所得金額調整控除とは?対象者や計算方法をわかりやすく解説

所得金額調整控除は比較的新しい制度で、適用対象が限られるため、あまり処理したことがないという担当者もいるでしょう。
本記事では、所得金額調整控除についてわかりやすく解説します。適用要件や控除額の計算方法、担当者が注意したいポイントなどもまとめているので、ぜひ参考にしてください。

目次
所得金額調整控除とは?わかりやすく解説
所得金額調整控除とは、子育て世帯や年金受給者の税負担を調整し、一定の条件で所得税を軽減できる制度です。
詳しい要件は後述しますが、大きく分けると「年収850万円超の給与所得者」と「年金を受け取りながら給与所得を得ている人」のいずれかに適用されます。
所得金額調整控除が創設された背景
所得金額調整控除は、2020年の税制改正をきっかけとして創設された制度です。
2020年の税制改正では、給与収入が850万円を超える場合の給与所得控除が引き下げられました。年収850万円は一般的には高収入とされますが、すべての家庭で経済的に余裕があるとは限りません。
そこで、子どもや特別障害者を養育する人については、給与所得控除の引き下げにより手取りが激減しないよう、税負担を調整するための控除が導入されました。
また、年金を受給しながら給与収入のある人についても同様です。
税制改正により給与所得控除や公的年金等控除が引き下げられたことで、税負担が増すのを防ぐため、特別な控除が適用されることとなりました。
所得金額調整控除の種類と適用要件
所得金額調整控除には、創設の背景からもわかるとおり、2つの適用パターンがあります。

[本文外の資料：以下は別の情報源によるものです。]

//! Event handling functions for user input and maze commands.

use std::time::{Duration, Instant};

use color_eyre::eyre::Result;
use ratatui::crossterm::event::{self, Event, KeyCode, KeyEventKind};

use crate::{
    state::Phase,
    types::{EditMode, SolveError},
    App,
};

/// Step by which the randomness percentage changes.
const RANDOMNESS_STEP: i8 = 10;

/// Lowest randomness percentage offered by the editor.
const RANDOMNESS_MIN: u8 = 10;

/// Highest randomness percentage offered by the editor.
const RANDOMNESS_MAX: u8 = 90;

/// Handles input events and advances the path playback.
///
/// This function polls for keyboard events and dispatches them to [`handle_key`]. It uses a
/// timeout to avoid blocking the UI, so the playback keeps moving while no key is pressed.
pub(crate) fn handle_events(app: &mut App) -> Result<()> {
    if event::poll(Duration::from_millis(50))? {
        if let Event::Key(key) = event::read()? {
            if key.kind == KeyEventKind::Press {
                handle_key(app, key.code);
            }
        }
    }

    app.playback.advance(Instant::now());

    Ok(())
}

/// Translates a key press into an editor action.
pub(crate) fn handle_key(app: &mut App, code: KeyCode) {
    match code {
        KeyCode::Char('q') | KeyCode::Esc => app.exit = true,
        KeyCode::Char('h') | KeyCode::Left => move_cursor(app, -1, 0),
        KeyCode::Char('j') | KeyCode::Down => move_cursor(app, 0, 1),
        KeyCode::Char('k') | KeyCode::Up => move_cursor(app, 0, -1),
        KeyCode::Char('l') | KeyCode::Right => move_cursor(app, 1, 0),
        KeyCode::Char('H') => resize_by(app, 0, -1),
        KeyCode::Char('J') => resize_by(app, 1, 0),
        KeyCode::Char('K') => resize_by(app, -1, 0),
        KeyCode::Char('L') => resize_by(app, 0, 1),
        KeyCode::Char('o') => set_mode(app, EditMode::Obstacle),
        KeyCode::Char('s') => set_mode(app, EditMode::Start),
        KeyCode::Char('e') => set_mode(app, EditMode::End),
        KeyCode::Char(' ') | KeyCode::Enter => apply_edit(app),
        KeyCode::Char('g') => generate(app),
        KeyCode::Char('+' | '=') => adjust_randomness(app, RANDOMNESS_STEP),
        KeyCode::Char('-') => adjust_randomness(app, -RANDOMNESS_STEP),
        KeyCode::Char('x') => solve(app),
        KeyCode::Char('c') => reset(app),
        _ => {}
    }
}

/// Moves the cursor by one cell, staying inside the grid.
fn move_cursor(app: &mut App, dx: isize, dy: isize) {
    if let Some(next) = app
        .cursor
        .offset(dx, dy)
        .filter(|coord| app.maze.grid().contains(*coord))
    {
        app.cursor = next;
    }
}

/// Selects what applying an edit does.
fn set_mode(app: &mut App, mode: EditMode) {
    app.mode = mode;
    app.status = format!("Mode set to: {}", mode.repr());
}

/// Applies the current mode at the cursor.
fn apply_edit(app: &mut App) {
    let cursor = app.cursor;
    let result = match app.mode {
        EditMode::Obstacle => app.maze.toggle_obstacle(cursor),
        EditMode::Start => app.maze.set_start(cursor),
        EditMode::End => app.maze.set_end(cursor),
    };

    match result {
        Ok(()) => {
            app.playback.clear();
            app.status = match app.mode {
                EditMode::Obstacle => format!("Obstacle toggled at {cursor}"),
                EditMode::Start => format!("Start point set at {cursor}"),
                EditMode::End => format!("End point set at {cursor}"),
            };
        }
        Err(err) => app.status = format!("Error: {err}"),
    }
}

/// Grows or shrinks the grid by the given number of rows and columns.
///
/// Resizing reinitializes the whole grid, so the cursor is clamped back into it.
fn resize_by(app: &mut App, drows: isize, dcols: isize) {
    let grid = app.maze.grid();
    let rows = grid.rows().checked_add_signed(drows).unwrap_or(0);
    let cols = grid.cols().checked_add_signed(dcols).unwrap_or(0);

    match app.maze.resize(rows, cols) {
        Ok(()) => {
            app.playback.clear();
            app.cursor.x = app.cursor.x.min(cols.saturating_sub(1));
            app.cursor.y = app.cursor.y.min(rows.saturating_sub(1));
            app.status = format!("Grid resized to {rows} rows by {cols} columns");
        }
        Err(err) => app.status = format!("Error: {err}"),
    }
}

/// Replaces the layout with a random maze at the current randomness.
fn generate(app: &mut App) {
    let probability = f64::from(app.randomness) / 100.0;

    match app.maze.generate_random(probability, &mut app.rng) {
        Ok(()) => {
            app.playback.clear();
            app.status = format!("Random maze generated with {}% obstacles", app.randomness);
        }
        Err(err) => app.status = format!("Error: {err}"),
    }
}

/// Changes the randomness percentage within the editor's range.
fn adjust_randomness(app: &mut App, delta: i8) {
    app.randomness = app
        .randomness
        .saturating_add_signed(delta)
        .clamp(RANDOMNESS_MIN, RANDOMNESS_MAX);
    app.status = format!("Randomness set to {}%", app.randomness);
}

/// Solves the maze and starts revealing the path.
fn solve(app: &mut App) {
    app.playback.clear();

    app.status = match app.maze.solve() {
        Ok(Phase::PathFound) => match app.maze.path() {
            Some(path) => {
                app.playback.start(path, Instant::now());
                format!("Path found in {} moves", path.moves())
            }
            None => "Path found".to_owned(),
        },
        Ok(Phase::PathAbsent) => "No path to the end point!".to_owned(),
        Ok(Phase::Idle) => "Maze not solved".to_owned(),
        Err(SolveError::NoOrigin | SolveError::NoDestination) => {
            "Start or End point not set!".to_owned()
        }
        Err(err) => format!("Error: {err}"),
    };
}

/// Clears the layout at the current dimensions.
fn reset(app: &mut App) {
    app.maze.reset();
    app.playback.clear();
    app.status = "Grid reset".to_owned();
}
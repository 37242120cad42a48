//! User interface rendering for the maze editor.

use color_eyre::eyre::{OptionExt as _, Result};
use ratatui::{
    layout::{Alignment, Constraint, Layout, Rect},
    style::{Color, Modifier, Style},
    text::{Line, Span},
    widgets::{Block, BorderType, Borders, Clear, Paragraph},
    Frame,
};

use crate::{
    types::{Cell, Coord},
    App,
};

/// Width of a rendered cell in terminal columns.
const CELL_WIDTH: usize = 3;

/// Title of the grid block.
const TITLE: &str = "MazeRunner";

/// Key bindings shown under the grid.
const HELP: &str =
    "(hjkl) move / (s|e|o) mode / (space) apply / (x) solve / (g) random / (+|-) randomness / \
     (HJKL) resize / (c) reset / (q) quit";

/// Updates the application UI based on the persistent state.
///
/// This function renders the grid centered in the frame with the status block below it.
///
/// # Errors
///
/// This function may return errors from layout lookups.
pub(crate) fn draw(app: &App, frame: &mut Frame) -> Result<()> {
    clear(frame);

    let overall_layout = Layout::vertical([
        Constraint::Min(1),    // Maze and padding area
        Constraint::Length(4), // Status block
    ])
    .split(frame.area());

    let maze_content_area = *overall_layout
        .first()
        .ok_or_eyre("failed to get maze content area from layout")?;
    let status_area = *overall_layout
        .last()
        .ok_or_eyre("failed to get status area from layout")?;

    maze(app, frame, maze_content_area)?;
    status(app, frame, status_area);

    Ok(())
}

/// Clears the terminal screen by rendering a [`Clear`] widget.
pub(crate) fn clear(frame: &mut Frame) {
    let clear = Clear;
    frame.render_widget(clear, frame.area());
}

/// Renders the grid inside a bordered block centered in the given area.
///
/// # Errors
///
/// This function may return errors from layout lookups.
pub(crate) fn maze(app: &App, frame: &mut Frame, area: Rect) -> Result<()> {
    let grid = app.maze.grid();
    // The block never gets narrower than its title; larger grids are clipped by the layout.
    let width = grid
        .cols()
        .saturating_mul(CELL_WIDTH)
        .saturating_add(2)
        .max(TITLE.len() + 2);
    let width = u16::try_from(width).unwrap_or(u16::MAX);
    let height = u16::try_from(grid.rows().saturating_add(2)).unwrap_or(u16::MAX);

    let space = Layout::vertical([
        Constraint::Min(0),
        Constraint::Length(height),
        Constraint::Min(0),
    ])
    .split(area)
    .get(1)
    .copied()
    .ok_or_eyre("failed to get maze area from layout")?;
    let space = Layout::horizontal([
        Constraint::Min(0),
        Constraint::Length(width),
        Constraint::Min(0),
    ])
    .split(space)
    .get(1)
    .copied()
    .ok_or_eyre("failed to get maze space from horizontal layout")?;

    let lines: Vec<Line> = (0..grid.rows())
        .map(|y| {
            Line::from(
                (0..grid.cols())
                    .map(|x| cell_span(app, Coord::new(x, y)))
                    .collect::<Vec<Span>>(),
            )
        })
        .collect();

    let block = Block::bordered()
        .title(TITLE)
        .title_alignment(Alignment::Center)
        .style(Color::Green)
        .border_type(BorderType::Rounded);

    frame.render_widget(
        Paragraph::new(lines)
            .alignment(Alignment::Center)
            .block(block),
        space,
    );

    Ok(())
}

/// Builds the styled text of one grid cell.
///
/// Empty and path cells show their distance to the end point once it has been computed. Path
/// cells only take the path colour after the playback revealed them.
pub(crate) fn cell_span(app: &App, coord: Coord) -> Span<'static> {
    let cell = app.maze.grid().cell(coord).unwrap_or_default();
    let shown = match cell {
        Cell::Path if !app.playback.is_revealed(coord) => Cell::Empty,
        other => other,
    };

    let label = match cell {
        Cell::Empty | Cell::Path => app
            .maze
            .distances()
            .distance(coord)
            .as_ref()
            .map(ToString::to_string)
            .unwrap_or_default(),
        Cell::Start => "S".to_owned(),
        Cell::End => "E".to_owned(),
        Cell::Obstacle => String::new(),
    };

    let mut style = cell_style(shown);
    if coord == app.cursor {
        style = style.add_modifier(Modifier::REVERSED);
    }

    Span::styled(format!("{label:^width$}", width = CELL_WIDTH), style)
}

/// Returns the colours of a cell role.
pub(crate) fn cell_style(cell: Cell) -> Style {
    match cell {
        Cell::Empty => Style::default().fg(Color::Black).bg(Color::White),
        Cell::Obstacle => Style::default().fg(Color::White).bg(Color::Black),
        Cell::Start => Style::default().fg(Color::Black).bg(Color::Green),
        Cell::End => Style::default().fg(Color::White).bg(Color::Red),
        Cell::Path => Style::default().fg(Color::White).bg(Color::Blue),
    }
}

/// Renders the status block with the editor settings, the last message and the key bindings.
pub(crate) fn status(app: &App, frame: &mut Frame, area: Rect) {
    let grid = app.maze.grid();
    let progress = app.maze.path().map_or_else(String::new, |path| {
        format!(" | Path: {}/{}", app.playback.revealed(), path.len())
    });
    let settings = format!(
        "Mode: {} | Randomness: {}% | Grid: {}x{}{progress}",
        app.mode.repr(),
        app.randomness,
        grid.rows(),
        grid.cols()
    );

    let block = Block::default()
        .title_bottom(HELP)
        .title_alignment(Alignment::Center)
        .style(Style::default().fg(Color::Green))
        .border_type(BorderType::Plain)
        .borders(Borders::TOP | Borders::BOTTOM);

    let text = vec![
        Line::raw(settings).centered(),
        Line::raw(app.status.clone()).centered(),
    ];

    frame.render_widget(Paragraph::new(text).block(block), area);
}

1.子ども・特別障害者等を有する者等の所得金額調整控除
年収850万超の給与所得者のうち、子どもや特別障害者などを養育する人に適用される控除です。具体的には、給与収入が年間850万円を超え、以下のいずれかを満たす人が対象となります。
- 給与所得者自身が特別障害者に該当する場合
- 年齢が23歳未満の扶養親族を有する場合
- 特別障害者である同一生計配偶者または扶養親族を有する場合
特別障害者とは、障害者のなかでもとくに障害の程度が重い人です。具体的には、以下のような人が当てはまります。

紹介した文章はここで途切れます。